Lying in bed at night before sleep takes hold, I’ll notice my left hand resting underneath the ruffles of the blanket while my right hand sits bare and comfortable on top. Or I’ll think about a class I’ve taught on a particular morning, coming to a sudden realization that all gesturing and hand-waiving was done with one arm. I will pause for a moment and make a mental note. Sometimes, I will curse.

Ocean Vuong is trying to come to terms with the sudden suicide of his uncle.

There should be tears. There should be a reason. It’s 7:34 PM on New Year’s Eve. I am lying in my kitchen in Astoria, New York, my cheek pressed to the cold tiles. My mother has just called. My child, she says in Vietnamese, her voice barely a gasp, your uncle has killed himself. It was not until she heard herself say those words did she start wailing into the phone. I open my eyes and see only the blue and yellow tiles on the kitchen floor. Little blue flowers on tiny sun-lit fields. When did I fall? Is that my voice? I did not know I could sound like that: Like an animal that just learned the word for God…..

….When someone dies their silence becomes sort of a held note, a key on the piano pressed down for so long it becomes an ache in the ear, a new sonic register from which we start to measure our new, ruptured lives.

 

Karen Spears Zacharias has the final chapter with her essay The Man In The Jeep – a symbol of the dreaded visitors, who came to more than 58.000 American families during the war: The US Army officers who brought the ultimate grievous news from Vietnam to the relatives at home.

Karen recalls her last conversation with her father before he went to war.

”Why are you crying, honey?

”I am scared,” I answered.

”Scared of what?” Daddy walked over and sat down on the edge of my bed.

”That you won’t come home!” I wailed.
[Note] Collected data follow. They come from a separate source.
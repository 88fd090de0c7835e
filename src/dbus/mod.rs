//! The served bus interface.
//!
//! One object at `/org/capyshell/AppManager1` carries the whole API:
//! enumeration, launch, identification and autostart policy, plus the
//! `AutostartChanged` signal. Errors travel as their short kind string;
//! signals never carry errors.

use crate::error::LaunchdError;
use crate::services::Services;
use crate::services::autostart::{AutostartChange, AutostartManager};
use crate::services::identifier::Identifier;
use crate::services::launcher::LaunchOptions;
use capy_apps::catalog::BUS_PATH;
use log::warn;
use std::collections::HashMap;
use std::os::fd::AsRawFd;
use std::path::Path;
use std::sync::Arc;
use zbus::object_server::SignalEmitter;
use zbus::zvariant::{OwnedObjectPath, OwnedValue};

/// Well-known bus name of the daemon.
pub const SERVICE_NAME: &str = "org.capyshell.AppManager1";

pub struct AppManager1 {
    services: Services,
}

impl AppManager1 {
    pub fn new(services: Services) -> Self {
        Self { services }
    }
}

#[zbus::interface(name = "org.capyshell.AppManager1")]
impl AppManager1 {
    /// Application object paths in insertion-stable order.
    async fn list(&self) -> Vec<OwnedObjectPath> {
        self.services
            .catalog
            .list()
            .into_iter()
            .filter_map(|path| OwnedObjectPath::try_from(path).ok())
            .collect()
    }

    /// Object path of one application; the root path when absent.
    async fn application(&self, app_id: String) -> OwnedObjectPath {
        self.services
            .catalog
            .lookup(&app_id)
            .and_then(|path| OwnedObjectPath::try_from(path).ok())
            .unwrap_or_else(root_path)
    }

    async fn launch(
        &self,
        app_id: String,
        action: String,
        fields: Vec<String>,
        options: HashMap<String, OwnedValue>,
    ) -> zbus::fdo::Result<OwnedObjectPath> {
        let options = parse_launch_options(&options);
        let path = self
            .services
            .launcher
            .launch(&app_id, &action, &fields, &options)
            .await?;
        OwnedObjectPath::try_from(path)
            .map_err(|err| LaunchdError::Internal(err.to_string()).into())
    }

    async fn update_application_info(&self, app_id_list: Vec<String>) {
        self.services.catalog.refresh(&app_id_list);
    }

    /// Resolve a pidfd to (app id, application object, instance object).
    async fn identify(
        &self,
        pidfd: zbus::zvariant::OwnedFd,
    ) -> zbus::fdo::Result<(String, OwnedObjectPath, OwnedObjectPath)> {
        let pid = Identifier::pid_from_pidfd(pidfd.as_raw_fd())?;
        let identity = self
            .services
            .identifier
            .identify(pid)
            .ok_or_else(|| LaunchdError::NotFound(format!("application of pid {pid}")))?;

        let app_object = self
            .services
            .catalog
            .lookup(&identity.app_id)
            .ok_or_else(|| LaunchdError::NotFound(identity.app_id.clone()))?;
        let instance_object = self
            .services
            .catalog
            .find_instance(&identity.app_id, &identity.instance_id)
            .map(|instance| instance.object_path);

        Ok((
            identity.app_id,
            OwnedObjectPath::try_from(app_object)
                .map_err(|err| LaunchdError::Internal(err.to_string()))?,
            instance_object
                .and_then(|path| OwnedObjectPath::try_from(path).ok())
                .unwrap_or_else(root_path),
        ))
    }

    async fn add_autostart(&self, path: String) -> bool {
        match self.services.autostart.add(Path::new(&path)) {
            Ok(()) => true,
            Err(err) => {
                warn!("AddAutostart {path}: {err}");
                false
            }
        }
    }

    async fn remove_autostart(&self, path: String) -> bool {
        match self.services.autostart.remove(Path::new(&path)) {
            Ok(()) => true,
            Err(err) => {
                warn!("RemoveAutostart {path}: {err}");
                false
            }
        }
    }

    async fn is_autostart(&self, path: String) -> bool {
        self.services.autostart.is_autostart(Path::new(&path))
    }

    async fn autostart_list(&self) -> Vec<String> {
        self.services
            .autostart
            .autostart_list()
            .into_iter()
            .map(|path| path.to_string_lossy().into_owned())
            .collect()
    }

    #[zbus(signal)]
    pub async fn autostart_changed(
        emitter: &SignalEmitter<'_>,
        kind: String,
        path: String,
    ) -> zbus::Result<()>;
}

/// Forward autostart events onto the bus as AutostartChanged signals.
pub fn spawn_autostart_signal_forwarder(
    connection: zbus::Connection,
    autostart: Arc<AutostartManager>,
) {
    tokio::spawn(async move {
        let mut events = autostart.subscribe();
        loop {
            let change = match events.recv().await {
                Ok(change) => change,
                Err(tokio::sync::broadcast::error::RecvError::Lagged(skipped)) => {
                    warn!("autostart signal forwarder lagged, {skipped} event(s) lost");
                    continue;
                }
                Err(tokio::sync::broadcast::error::RecvError::Closed) => break,
            };

            let iface = match connection
                .object_server()
                .interface::<_, AppManager1>(BUS_PATH)
                .await
            {
                Ok(iface) => iface,
                Err(err) => {
                    warn!("AutostartChanged not emitted: {err}");
                    continue;
                }
            };

            let (kind, path) = match change {
                AutostartChange::Added(path) => ("added", path),
                AutostartChange::Removed(path) => ("removed", path),
            };
            if let Err(err) = AppManager1::autostart_changed(
                iface.signal_emitter(),
                kind.to_string(),
                path.to_string_lossy().into_owned(),
            )
            .await
            {
                warn!("AutostartChanged not emitted: {err}");
            }
        }
    });
}

fn root_path() -> OwnedObjectPath {
    OwnedObjectPath::try_from("/").expect("root object path")
}

fn parse_launch_options(options: &HashMap<String, OwnedValue>) -> LaunchOptions {
    let mut out = LaunchOptions::default();

    if let Some(value) = options.get("path") {
        out.path = String::try_from(value.clone()).ok();
    }
    if let Some(value) = options.get("desktop-override-exec") {
        out.override_exec = String::try_from(value.clone()).ok();
    }
    if let Some(value) = options.get("env") {
        if let Ok(env) = Vec::<String>::try_from(value.clone()) {
            out.env = env;
        }
    }

    out
}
Like monsoon rains, powerful tears rushed forth.

”Karen,” Daddy said, smoothing matted hair back from my wet cheeks. ”I’ll come back. I promise.”

 …Daddy kept his promise, in a way. He did come back. Via airmail, in a cargo plane full of caskets.

 I am typing these final words during my descent to Hanoi’s Not Bai Airport 1 January, 2018. These days,  B52 bombers have been replaced by Boeing Dreamliners and the competing A 350’s. The SAM anti aircraft missils on the ground have given way to McDonalds, Starbucks and friendly immigration officers.   Better still, The Socialist Republic of Vietnam and the USA both benefit from the immense value of their new strategic partnership.

Yet, there are so many people around us, who continues to inherit the suffering of a war that ended more than four decades ago.

I am thinking that this eminent book  does deserve to come out in Vietnamese – for obvious reasons. And in any other language spoken.

 Laren McClung (ed.): Inheriting the war. 415 pages. WW Norton & Co. 2018.